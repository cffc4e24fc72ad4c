//! Scripted geocoder for testing and offline development.
//!
//! Answers are scripted per address as a queue of attempts. Addresses can
//! also be loaded from a JSON fixture mapping address to `[lat, lon]`.

use std::collections::{HashMap, VecDeque};
use std::path::Path;
use std::sync::{Arc, Mutex, MutexGuard};

use crate::domain::Coordinate;

use super::error::GeocodeError;
use super::{GeocodeAttempt, Geocoder};

#[derive(Default)]
struct ScriptState {
    /// Remaining scripted attempts per address.
    scripts: HashMap<String, VecDeque<GeocodeAttempt>>,
    /// Addresses that always resolve, consulted after the scripts.
    fixed: HashMap<String, Coordinate>,
    /// Answer once an address has no scripted attempts left.
    fallback: Option<GeocodeAttempt>,
    /// Every address requested, in order.
    calls: Vec<String>,
}

/// In-memory geocoder with scripted answers.
///
/// Scripted attempts are answered first, then fixed resolutions. Any other
/// request gets the fallback answer, which defaults to a permanent
/// "not found" failure.
#[derive(Clone, Default)]
pub struct ScriptedGeocoder {
    state: Arc<Mutex<ScriptState>>,
}

impl ScriptedGeocoder {
    /// Create a geocoder that knows no addresses.
    pub fn new() -> Self {
        Self::default()
    }

    /// Load a fixture file: a JSON object mapping address to `[lat, lon]`.
    pub fn from_file(path: impl AsRef<Path>) -> Result<Self, GeocodeError> {
        let path = path.as_ref();
        let json = std::fs::read_to_string(path).map_err(|e| GeocodeError::Json {
            message: format!("failed to read {}: {}", path.display(), e),
        })?;
        let entries: HashMap<String, [f64; 2]> =
            serde_json::from_str(&json).map_err(|e| GeocodeError::Json {
                message: format!("failed to parse {}: {}", path.display(), e),
            })?;

        let geocoder = Self::new();
        for (address, [lat, lon]) in entries {
            let coordinate = Coordinate::new(lat, lon).map_err(|e| GeocodeError::InvalidResult {
                message: format!("{address}: {e}"),
            })?;
            geocoder.always_resolve(&address, coordinate);
        }
        Ok(geocoder)
    }

    /// Answer used once an address has no scripted attempts left.
    pub fn with_fallback(self, attempt: GeocodeAttempt) -> Self {
        self.lock().fallback = Some(attempt);
        self
    }

    /// Queue attempts for an address, answered in order.
    pub fn script(&self, address: &str, attempts: impl IntoIterator<Item = GeocodeAttempt>) {
        self.lock()
            .scripts
            .entry(address.to_string())
            .or_default()
            .extend(attempts);
    }

    /// Resolve an address to the same coordinate on every request.
    pub fn always_resolve(&self, address: &str, coordinate: Coordinate) {
        self.lock().fixed.insert(address.to_string(), coordinate);
    }

    /// Addresses requested so far, in order.
    pub fn calls(&self) -> Vec<String> {
        self.lock().calls.clone()
    }

    /// Number of requests made so far.
    pub fn call_count(&self) -> usize {
        self.lock().calls.len()
    }

    fn lock(&self) -> MutexGuard<'_, ScriptState> {
        self.state.lock().unwrap_or_else(|e| e.into_inner())
    }

    fn next_attempt(&self, address: &str) -> GeocodeAttempt {
        let mut state = self.lock();
        state.calls.push(address.to_string());

        if let Some(attempt) = state.scripts.get_mut(address).and_then(|q| q.pop_front()) {
            return attempt;
        }
        if let Some(coordinate) = state.fixed.get(address) {
            return GeocodeAttempt::Success(*coordinate);
        }

        state
            .fallback
            .clone()
            .unwrap_or_else(|| GeocodeAttempt::PermanentFailure("address not found".to_string()))
    }
}

impl Geocoder for ScriptedGeocoder {
    async fn geocode(&self, address: &str) -> GeocodeAttempt {
        self.next_attempt(address)
    }
}

#[cfg(test)]
mod tests {
    use super::*;
    use tempfile::tempdir;

    fn coord() -> Coordinate {
        Coordinate::new(35.0, -97.0).unwrap()
    }

    #[tokio::test]
    async fn scripted_attempts_in_order() {
        let geocoder = ScriptedGeocoder::new();
        geocoder.script(
            "a",
            [
                GeocodeAttempt::TransientFailure("timeout".into()),
                GeocodeAttempt::Success(coord()),
            ],
        );

        assert!(matches!(
            geocoder.geocode("a").await,
            GeocodeAttempt::TransientFailure(_)
        ));
        assert_eq!(geocoder.geocode("a").await, GeocodeAttempt::Success(coord()));
        // Script used up: default fallback
        assert!(matches!(
            geocoder.geocode("a").await,
            GeocodeAttempt::PermanentFailure(_)
        ));
        assert_eq!(geocoder.call_count(), 3);
    }

    #[tokio::test]
    async fn fallback_applies_to_unknown_addresses() {
        let geocoder = ScriptedGeocoder::new()
            .with_fallback(GeocodeAttempt::TransientFailure("unreachable".into()));

        assert!(matches!(
            geocoder.geocode("anything").await,
            GeocodeAttempt::TransientFailure(_)
        ));
        assert_eq!(geocoder.calls(), vec!["anything".to_string()]);
    }

    #[tokio::test]
    async fn load_fixture_file() {
        let dir = tempdir().unwrap();
        let path = dir.path().join("geocodes.json");
        std::fs::write(&path, r#"{"Tulsa, OK, USA": [36.15, -95.99]}"#).unwrap();

        let geocoder = ScriptedGeocoder::from_file(&path).unwrap();
        let answer = geocoder.geocode("Tulsa, OK, USA").await;
        assert_eq!(
            answer,
            GeocodeAttempt::Success(Coordinate::new(36.15, -95.99).unwrap())
        );
    }

    #[test]
    fn fixture_with_bad_coordinate_fails() {
        let dir = tempdir().unwrap();
        let path = dir.path().join("geocodes.json");
        std::fs::write(&path, r#"{"Nowhere": [200.0, 0.0]}"#).unwrap();

        assert!(ScriptedGeocoder::from_file(&path).is_err());
    }
}
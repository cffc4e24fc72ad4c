//! Fuel stop planner server.
//!
//! A web service that answers: "I'm driving from here to there, where
//! should I stop for fuel, and what will it cost?"

pub mod cache;
pub mod catalog;
pub mod config;
pub mod domain;
pub mod enrich;
pub mod geocode;
pub mod planner;
pub mod routing;
pub mod web;
//! Enrichment pipeline.
//!
//! Reads price-feed records, upserts them into the [`StationCatalog`] and
//! geocodes any address that lacks a location. Geocoding is sequential and
//! paced; transient failures are retried with capped exponential backoff.
//!
//! [`StationCatalog`]: crate::catalog::StationCatalog

mod config;
mod error;
mod limiter;
mod pipeline;
mod record;

pub use config::EnrichConfig;
pub use error::{EnrichError, InvalidRecord};
pub use limiter::RateLimiter;
pub use pipeline::{EnrichReport, EnrichmentPipeline, RecordOutcome, RecordStatus, StopSignal};
pub use record::{StationRecord, from_reader, read_csv};
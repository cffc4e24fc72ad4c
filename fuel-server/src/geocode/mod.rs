//! Geocoder client adapter.
//!
//! Resolves a street address to coordinates through an external service.
//! Each call yields a [`GeocodeAttempt`] so callers can drive retries from
//! an explicit per-attempt result rather than from error types.

mod client;
mod error;
mod mock;

use std::future::Future;

use crate::domain::Coordinate;

pub use client::{NominatimClient, NominatimConfig};
pub use error::GeocodeError;
pub use mock::ScriptedGeocoder;

/// Outcome of a single geocoding request.
#[derive(Debug, Clone, PartialEq)]
pub enum GeocodeAttempt {
    /// The address resolved to a coordinate.
    Success(Coordinate),
    /// The service was unavailable, timed out or rate limited us.
    TransientFailure(String),
    /// The address cannot be resolved; retrying will not help.
    PermanentFailure(String),
}

/// Address to coordinate resolver.
pub trait Geocoder: Send + Sync {
    /// Make one geocoding request for `address`.
    fn geocode(&self, address: &str) -> impl Future<Output = GeocodeAttempt> + Send;
}

/// Geocoder selected at startup: the live Nominatim service, or a fixture
/// file for offline runs.
#[derive(Clone)]
pub enum GeocoderBackend {
    Nominatim(NominatimClient),
    Scripted(ScriptedGeocoder),
}

impl Geocoder for GeocoderBackend {
    async fn geocode(&self, address: &str) -> GeocodeAttempt {
        match self {
            GeocoderBackend::Nominatim(client) => client.geocode(address).await,
            GeocoderBackend::Scripted(scripted) => scripted.geocode(address).await,
        }
    }
}
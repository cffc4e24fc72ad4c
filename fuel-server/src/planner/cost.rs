//! Fuel purchase and cost calculation.

use serde::Serialize;

use crate::domain::{CandidateStop, PlannedStop};

use super::config::PlannerConfig;

/// Purchases for a chosen stop sequence.
#[derive(Debug, Clone, PartialEq, Serialize)]
pub struct FuelCost {
    pub stops: Vec<PlannedStop>,
    /// USD.
    pub total_cost: f64,
    /// Gallons bought along the way; the starting tank is not included.
    pub total_gallons: f64,
}

impl FuelCost {
    /// No stops, nothing bought.
    pub fn empty() -> Self {
        Self {
            stops: Vec::new(),
            total_cost: 0.0,
            total_gallons: 0.0,
        }
    }
}

/// Price the fuel bought at each stop.
///
/// Each stop buys exactly the fuel needed to reach the next stop or the
/// destination, capped at one tank.
pub fn calculate_cost(
    stops: Vec<CandidateStop>,
    total_distance: f64,
    config: &PlannerConfig,
) -> FuelCost {
    let mpg = config.fuel_economy_mpg();
    let tank = config.tank_gallons();

    let next_fills: Vec<f64> = stops
        .iter()
        .skip(1)
        .map(|s| s.distance_from_start)
        .chain(std::iter::once(total_distance))
        .collect();

    let mut previous_fill = 0.0;
    let mut planned = Vec::with_capacity(stops.len());
    for (stop, next_fill) in stops.into_iter().zip(next_fills) {
        let here = stop.distance_from_start;
        let gallons = ((next_fill - here) / mpg).min(tank);
        let cost = gallons * stop.price;

        planned.push(PlannedStop {
            distance_since_last_fill: here - previous_fill,
            gallons,
            cost,
            stop,
        });
        previous_fill = here;
    }

    let total_cost = planned.iter().map(|s| s.cost).sum();
    let total_gallons = planned.iter().map(|s| s.gallons).sum();

    FuelCost {
        stops: planned,
        total_cost,
        total_gallons,
    }
}
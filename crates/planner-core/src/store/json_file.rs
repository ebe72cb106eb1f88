//! JSON-file backed [`EventStore`].
//!
//! The whole collection is one pretty-printed JSON array with camelCase
//! property names. Each save writes its own sibling temp file and renames it
//! over the target, so readers never observe a half-written file.

use std::io::{ErrorKind, Write};
use std::path::{Path, PathBuf};

use async_trait::async_trait;
use tempfile::NamedTempFile;
use tokio_util::sync::CancellationToken;

use super::{EventStore, StoreError};
use crate::models::Event;

/// Stores events in a single JSON file.
#[derive(Debug, Clone)]
pub struct JsonFileStore {
    path: PathBuf,
}

impl JsonFileStore {
    pub fn new(path: impl Into<PathBuf>) -> Self {
        Self { path: path.into() }
    }

    pub fn path(&self) -> &Path {
        &self.path
    }

    fn io_error(&self, source: std::io::Error) -> StoreError {
        StoreError::Io {
            path: self.path.clone(),
            source,
        }
    }
}

#[async_trait]
impl EventStore for JsonFileStore {
    async fn load(&self, cancel: &CancellationToken) -> Result<Vec<Event>, StoreError> {
        let read = tokio::select! {
            biased;
            _ = cancel.cancelled() => return Err(StoreError::Cancelled),
            read = tokio::fs::read(&self.path) => read,
        };

        let bytes = match read {
            Ok(bytes) => bytes,
            Err(e) if e.kind() == ErrorKind::NotFound => {
                tracing::debug!(path = %self.path.display(), "no data file yet, starting empty");
                return Ok(Vec::new());
            }
            Err(e) => return Err(self.io_error(e)),
        };

        if bytes.iter().all(u8::is_ascii_whitespace) {
            return Ok(Vec::new());
        }

        // A literal `null` payload is treated like an empty file.
        let events: Option<Vec<Event>> =
            serde_json::from_slice(&bytes).map_err(|source| StoreError::Deserialize {
                path: self.path.clone(),
                source,
            })?;

        Ok(events.unwrap_or_default())
    }

    async fn save(&self, events: &[Event], cancel: &CancellationToken) -> Result<(), StoreError> {
        if cancel.is_cancelled() {
            return Err(StoreError::Cancelled);
        }

        let payload =
            serde_json::to_vec_pretty(events).map_err(|source| StoreError::Serialize {
                path: self.path.clone(),
                source,
            })?;
        let bytes = payload.len();

        // The write is not raced against the token: once started it runs to
        // completion, and the token is checked again before the rename.
        let store = self.clone();
        let token = cancel.clone();
        tokio::task::spawn_blocking(move || store.write_atomically(&payload, &token))
            .await
            .map_err(|e| self.io_error(std::io::Error::other(e)))??;

        tracing::debug!(
            path = %self.path.display(),
            events = events.len(),
            bytes,
            "saved event data"
        );
        Ok(())
    }
}

impl JsonFileStore {
    /// Write `payload` to a fresh temp file beside the target, then rename it
    /// into place. The temp file is removed on every early return.
    fn write_atomically(&self, payload: &[u8], cancel: &CancellationToken) -> Result<(), StoreError> {
        let dir = match self.path.parent() {
            Some(dir) if !dir.as_os_str().is_empty() => dir,
            _ => Path::new("."),
        };
        std::fs::create_dir_all(dir).map_err(|e| self.io_error(e))?;

        let mut tmp = NamedTempFile::new_in(dir).map_err(|e| self.io_error(e))?;
        tmp.write_all(payload).map_err(|e| self.io_error(e))?;
        tmp.as_file().sync_all().map_err(|e| self.io_error(e))?;

        if cancel.is_cancelled() {
            return Err(StoreError::Cancelled);
        }
        tmp.persist(&self.path).map_err(|e| self.io_error(e.error))?;
        Ok(())
    }
}
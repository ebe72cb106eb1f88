use std::fmt;
use std::str::FromStr;

use chrono::NaiveDate;
use rust_decimal::Decimal;
use serde::{Deserialize, Deserializer, Serialize};
use uuid::Uuid;

use crate::money::DEFAULT_CURRENCY;

// ---------------------------------------------------------------------------
// Enums
// ---------------------------------------------------------------------------

/// Lifecycle status of a budget line item.
///
/// Serialized as the variant name. Deserialization also accepts the ordinal
/// form (`0`, `1`, `2`) found in data files written by older tooling.
#[derive(Debug, Clone, Copy, Default, PartialEq, Eq, Hash, Serialize)]
pub enum BudgetStatus {
    #[default]
    Planned,
    Committed,
    Paid,
}

impl BudgetStatus {
    /// All statuses in ordinal order.
    pub const ALL: [BudgetStatus; 3] = [Self::Planned, Self::Committed, Self::Paid];

    fn from_ordinal(value: u64) -> Option<Self> {
        match value {
            0 => Some(Self::Planned),
            1 => Some(Self::Committed),
            2 => Some(Self::Paid),
            _ => None,
        }
    }
}

impl fmt::Display for BudgetStatus {
    fn fmt(&self, f: &mut fmt::Formatter<'_>) -> fmt::Result {
        let s = match self {
            Self::Planned => "Planned",
            Self::Committed => "Committed",
            Self::Paid => "Paid",
        };
        f.write_str(s)
    }
}

impl FromStr for BudgetStatus {
    type Err = BudgetStatusParseError;

    /// Case-insensitive; surrounding whitespace is ignored.
    fn from_str(s: &str) -> Result<Self, Self::Err> {
        match s.trim().to_ascii_lowercase().as_str() {
            "planned" => Ok(Self::Planned),
            "committed" => Ok(Self::Committed),
            "paid" => Ok(Self::Paid),
            _ => Err(BudgetStatusParseError(s.to_owned())),
        }
    }
}

impl<'de> Deserialize<'de> for BudgetStatus {
    fn deserialize<D>(deserializer: D) -> Result<Self, D::Error>
    where
        D: Deserializer<'de>,
    {
        // Routed through `Value` because untagged enums cannot see numbers
        // when serde_json runs with `arbitrary_precision`.
        match serde_json::Value::deserialize(deserializer)? {
            serde_json::Value::String(name) => name.parse().map_err(serde::de::Error::custom),
            serde_json::Value::Number(n) => n
                .as_u64()
                .and_then(Self::from_ordinal)
                .ok_or_else(|| {
                    serde::de::Error::custom(format!("invalid budget status ordinal: {n}"))
                }),
            other => Err(serde::de::Error::custom(format!(
                "invalid budget status: {other}"
            ))),
        }
    }
}

/// Error returned when parsing an invalid [`BudgetStatus`] string.
#[derive(Debug, Clone)]
pub struct BudgetStatusParseError(pub String);

impl fmt::Display for BudgetStatusParseError {
    fn fmt(&self, f: &mut fmt::Formatter<'_>) -> fmt::Result {
        write!(
            f,
            "invalid budget status: {:?} (expected Planned, Committed or Paid)",
            self.0
        )
    }
}

impl std::error::Error for BudgetStatusParseError {}

// ---------------------------------------------------------------------------
// Entities
// ---------------------------------------------------------------------------

/// A planned occasion with a target budget, its cost lines and its staff.
#[derive(Debug, Clone, PartialEq, Eq, Serialize, Deserialize)]
#[serde(rename_all = "camelCase")]
pub struct Event {
    pub id: Uuid,
    pub name: String,
    pub date: NaiveDate,
    #[serde(default)]
    pub venue: String,
    #[serde(with = "rust_decimal::serde::arbitrary_precision")]
    pub target_budget: Decimal,
    #[serde(default = "default_currency")]
    pub currency: String,
    #[serde(default)]
    pub budget_items: Vec<BudgetItem>,
    #[serde(default)]
    pub staff: Vec<StaffAssignment>,
}

/// A single categorized cost entry against an [`Event`].
#[derive(Debug, Clone, PartialEq, Eq, Serialize, Deserialize)]
#[serde(rename_all = "camelCase")]
pub struct BudgetItem {
    pub id: Uuid,
    #[serde(default)]
    pub category: String,
    #[serde(default)]
    pub description: String,
    #[serde(with = "rust_decimal::serde::arbitrary_precision")]
    pub amount: Decimal,
    #[serde(default)]
    pub status: BudgetStatus,
}

/// A booked worker on an [`Event`].
#[derive(Debug, Clone, PartialEq, Eq, Serialize, Deserialize)]
#[serde(rename_all = "camelCase")]
pub struct StaffAssignment {
    pub id: Uuid,
    #[serde(default)]
    pub full_name: String,
    #[serde(default)]
    pub role: String,
    #[serde(with = "rust_decimal::serde::arbitrary_precision")]
    pub hourly_rate: Decimal,
    #[serde(with = "rust_decimal::serde::arbitrary_precision")]
    pub hours_booked: Decimal,
}

impl StaffAssignment {
    /// Rate times hours. Not rounded. `None` when the product does not fit
    /// in a [`Decimal`].
    pub fn total_cost(&self) -> Option<Decimal> {
        self.hourly_rate.checked_mul(self.hours_booked)
    }
}

fn default_currency() -> String {
    DEFAULT_CURRENCY.to_owned()
}

// ---------------------------------------------------------------------------
// Inputs
// ---------------------------------------------------------------------------

/// Caller-supplied fields for a new event. Normalized by the service.
#[derive(Debug, Clone, PartialEq, Eq, Deserialize)]
pub struct NewEvent {
    pub name: String,
    pub date: NaiveDate,
    #[serde(default)]
    pub venue: String,
    #[serde(with = "rust_decimal::serde::arbitrary_precision")]
    pub target_budget: Decimal,
    #[serde(default)]
    pub currency: String,
}

impl NewEvent {
    pub fn new(name: impl Into<String>, date: NaiveDate, target_budget: Decimal) -> Self {
        Self {
            name: name.into(),
            date,
            venue: String::new(),
            target_budget,
            currency: String::new(),
        }
    }

    pub fn venue(mut self, venue: impl Into<String>) -> Self {
        self.venue = venue.into();
        self
    }

    pub fn currency(mut self, currency: impl Into<String>) -> Self {
        self.currency = currency.into();
        self
    }
}

/// Caller-supplied fields for a new budget line item.
#[derive(Debug, Clone, PartialEq, Eq, Deserialize)]
pub struct NewBudgetItem {
    #[serde(default)]
    pub category: String,
    #[serde(default)]
    pub description: String,
    #[serde(with = "rust_decimal::serde::arbitrary_precision")]
    pub amount: Decimal,
    #[serde(default)]
    pub status: BudgetStatus,
}

impl NewBudgetItem {
    pub fn new(amount: Decimal, status: BudgetStatus) -> Self {
        Self {
            category: String::new(),
            description: String::new(),
            amount,
            status,
        }
    }

    pub fn category(mut self, category: impl Into<String>) -> Self {
        self.category = category.into();
        self
    }

    pub fn description(mut self, description: impl Into<String>) -> Self {
        self.description = description.into();
        self
    }
}

/// Caller-supplied fields for a new staff assignment.
#[derive(Debug, Clone, PartialEq, Eq, Deserialize)]
pub struct NewStaffAssignment {
    #[serde(default)]
    pub full_name: String,
    #[serde(default)]
    pub role: String,
    #[serde(with = "rust_decimal::serde::arbitrary_precision")]
    pub hourly_rate: Decimal,
    #[serde(with = "rust_decimal::serde::arbitrary_precision")]
    pub hours_booked: Decimal,
}

impl NewStaffAssignment {
    pub fn new(full_name: impl Into<String>, hourly_rate: Decimal, hours_booked: Decimal) -> Self {
        Self {
            full_name: full_name.into(),
            role: String::new(),
            hourly_rate,
            hours_booked,
        }
    }

    pub fn role(mut self, role: impl Into<String>) -> Self {
        self.role = role.into();
        self
    }
}

// ---------------------------------------------------------------------------
// Tests
// ---------------------------------------------------------------------------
+ + + + + + +
Task directions: The first line of the records and every line down to the line with "let geocoder = Self::new();" must be quoted exactly; leave out all else.

Result for this task:
repository cffc4e24fc72ad4c
//! Scripted geocoder for testing and offline development.
//!
//! Answers are scripted per address as a queue of attempts. Addresses can
//! also be loaded from a JSON fixture mapping address to `[lat, lon]`.

use std::collections::{HashMap, VecDeque};
use std::path::Path;
use std::sync::{Arc, Mutex, MutexGuard};

use crate::domain::Coordinate;

use super::error::GeocodeError;
use super::{GeocodeAttempt, Geocoder};

#[derive(Default)]
struct ScriptState {
    /// Remaining scripted attempts per address.
    scripts: HashMap<String, VecDeque<GeocodeAttempt>>,
    /// Addresses that always resolve, consulted after the scripts.
    fixed: HashMap<String, Coordinate>,
    /// Answer once an address has no scripted attempts left.
    fallback: Option<GeocodeAttempt>,
    /// Every address requested, in order.
    calls: Vec<String>,
}

/// In-memory geocoder with scripted answers.
///
/// Scripted attempts are answered first, then fixed resolutions. Any other
/// request gets the fallback answer, which defaults to a permanent
/// "not found" failure.
#[derive(Clone, Default)]
pub struct ScriptedGeocoder {
    state: Arc<Mutex<ScriptState>>,
}

impl ScriptedGeocoder {
    /// Create a geocoder that knows no addresses.
    pub fn new() -> Self {
        Self::default()
    }

    /// Load a fixture file: a JSON object mapping address to `[lat, lon]`.
    pub fn from_file(path: impl AsRef<Path>) -> Result<Self, GeocodeError> {
        let path = path.as_ref();
        let json = std::fs::read_to_string(path).map_err(|e| GeocodeError::Json {
            message: format!("failed to read {}: {}", path.display(), e),
        })?;
        let entries: HashMap<String, [f64; 2]> =
            serde_json::from_str(&json).map_err(|e| GeocodeError::Json {
                message: format!("failed to parse {}: {}", path.display(), e),
            })?;

        let geocoder = Self::new();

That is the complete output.